European trade association

COCERAL (Acronym for Comité du Commerce des céréales, aliments du bétail, oléagineux, huile d'olive, huiles et graisses et agrofournitures) is a European association, representing the trade in cereals, rice, feedstuffs, oilseeds, olive oil, oils and fats and agrosupply.

==History==
COCERAL was founded in Antwerp, Belgium, on 8 June 1958 by a committee representing the cereals and feedstuffs traders called COCERAL - a section of the now dissolved "Union Européenne des Grains".
It became an organisation in parallel to the development of the European Community. Its membership has grown from 6 to 9 member countries in 1973, 10 in 1981, 12 in 1985, 15 in 1995 and 25 in 2004.
The European association representing agribulk storers, Unistock Europe , became full member of COCERAL in 2004. In 2003 Euromalt , representing the European malting industry and Euromaisiers, the European Maize milling industry moved their Secretariats to the COCERAL premises to form closer links with other actors in the grain business and related supply chain.

==Mission and activity==
COCERAL represents the interests of the European trade in grains and oilseeds, feedstuffs, rice, olive oil, oils and fats and agro-supply towards the European Union and international institutions, international bodies and stakeholders.
- voice the key role of trade across the agricultural supply chain
- formulate and present common positions to contribute to a workable regulatory framework within the EU
- monitor and guide EU policy making process in market, food safety and environmental matters impacting trade
- promote strategies for the supply of safe food ingredients and feed raw materials to the benefit of EU downstream agricultural industries and consumers
- promote self-regulation and best practices via a risk based Code of Good Trading Practice (Coceral GTP)

==Structure==
COCERAL is structured around a Presidium and Board which are underlined by several Sections with dedicated missions.
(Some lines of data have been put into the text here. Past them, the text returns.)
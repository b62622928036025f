//! Embedding client. The single point where resume and job text is turned
//! into vectors; every other module works with vectors it is given.

use async_trait::async_trait;
use reqwest::Client;
use serde::{Deserialize, Serialize};
use thiserror::Error;
use tracing::{debug, warn};

const MAX_ATTEMPTS: u32 = 3;
const RETRY_BASE_DELAY_MS: u64 = 500;
const REQUEST_TIMEOUT_SECS: u64 = 30;

#[derive(Debug, Error)]
pub enum EmbeddingError {
    #[error("HTTP error: {0}")]
    Http(#[from] reqwest::Error),

    #[error("API error (status {status}): {message}")]
    Api { status: u16, message: String },

    #[error("provider returned an empty vector")]
    EmptyResponse,
}

#[async_trait]
pub trait EmbeddingProvider: Send + Sync {
    async fn embed(&self, text: &str) -> Result<Vec<f32>, EmbeddingError>;
}

#[derive(Debug, Serialize)]
struct EmbedRequest<'a> {
    input: &'a str,
}

#[derive(Debug, Deserialize)]
struct EmbedResponse {
    embedding: Vec<f32>,
}

/// Talks to a JSON embedding endpoint: POST `{"input": text}`, expects
/// `{"embedding": [..]}` back. Retries 429 and 5xx with linear backoff;
/// other failures surface immediately.
pub struct HttpEmbeddingClient {
    client: Client,
    url: String,
    api_key: Option<String>,
}

impl HttpEmbeddingClient {
    pub fn new(url: String, api_key: Option<String>) -> Self {
        Self {
            client: Client::builder()
                .timeout(std::time::Duration::from_secs(REQUEST_TIMEOUT_SECS))
                .build()
                .expect("Failed to build HTTP client"),
            url,
            api_key,
        }
    }
}

#[async_trait]
impl EmbeddingProvider for HttpEmbeddingClient {
    async fn embed(&self, text: &str) -> Result<Vec<f32>, EmbeddingError> {
        let body = EmbedRequest { input: text };
        let mut last_error: Option<EmbeddingError> = None;

        for attempt in 0..MAX_ATTEMPTS {
            if attempt > 0 {
                let delay =
                    std::time::Duration::from_millis(RETRY_BASE_DELAY_MS * u64::from(attempt));
                warn!(
                    "embedding call attempt {} failed, retrying after {}ms",
                    attempt,
                    delay.as_millis()
                );
                tokio::time::sleep(delay).await;
            }

            let mut request = self.client.post(&self.url).json(&body);
            if let Some(key) = &self.api_key {
                request = request.bearer_auth(key);
            }

            let response = match request.send().await {
                Ok(r) => r,
                Err(e) => {
                    last_error = Some(EmbeddingError::Http(e));
                    continue;
                }
            };

            let status = response.status();
            if status.as_u16() == 429 || status.is_server_error() {
                let message = response.text().await.unwrap_or_default();
                warn!("embedding API returned {}: {}", status, message);
                last_error = Some(EmbeddingError::Api {
                    status: status.as_u16(),
                    message,
                });
                continue;
            }

            if !status.is_success() {
                let message = response.text().await.unwrap_or_default();
                return Err(EmbeddingError::Api {
                    status: status.as_u16(),
                    message,
                });
            }

            let parsed: EmbedResponse = response.json().await?;
            if parsed.embedding.is_empty() {
                return Err(EmbeddingError::EmptyResponse);
            }
            debug!(dims = parsed.embedding.len(), "embedding fetched");
            return Ok(parsed.embedding);
        }

        Err(last_error.unwrap_or(EmbeddingError::EmptyResponse))
    }
}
The Presidium consists of the Association's president, vice-president, one chairman and one vice-chairman for each of the Sections. All Presidium and board members are elected for a mandate period of two years.

===Sections===
- Markets and Common Agricultural Policy: EU grain markets analysis; preparation of the cereals, and oilseeds crop forecasts; world market for cereals; EU import and export policy examinations and legislation; multilateral and bilateral trade negotiations.
- Food and Feed Safety and Environment: Specific expertise on the technical requirements to trade, the Genetically Modified Organism (GMO) dossiers, the General traceability regulation, hygiene packages, official controls for food and feed, pesticide residues as well as contaminants and undesirable substances.
- Rice: Import regime and the effects of multilateral and bilateral agreements
- Olive Oil: common organisation of the market in olive oil and table olives; the quality strategy and food safety related issues; follow-up on the work of the International Olive Oil Council; traceability, commercial rules (organoleptic characteristics), promotion, consequences for the sector of the EU enlargement.
- Agrosupply: analysis of markets for fertilisers and plant protection products, examination of regulatory matters (the thematic strategy for a sustainable use of pesticides, maximum limits for pesticide residues, cross-compliance, and cadmium content in phosphate fertilizers)

==Members==
COCERAL's full members are 21 national associations in 15 countries and 1 European association [Unistock]. With about 3500 companies as part of COCERAL national members, the sector trades agricultural raw materials destined to the supply of the food and feed chains, as well as for technical and energy uses. COCERAL has 1 associated member in Switzerland. Gafta is an extraordinary member of COCERAL.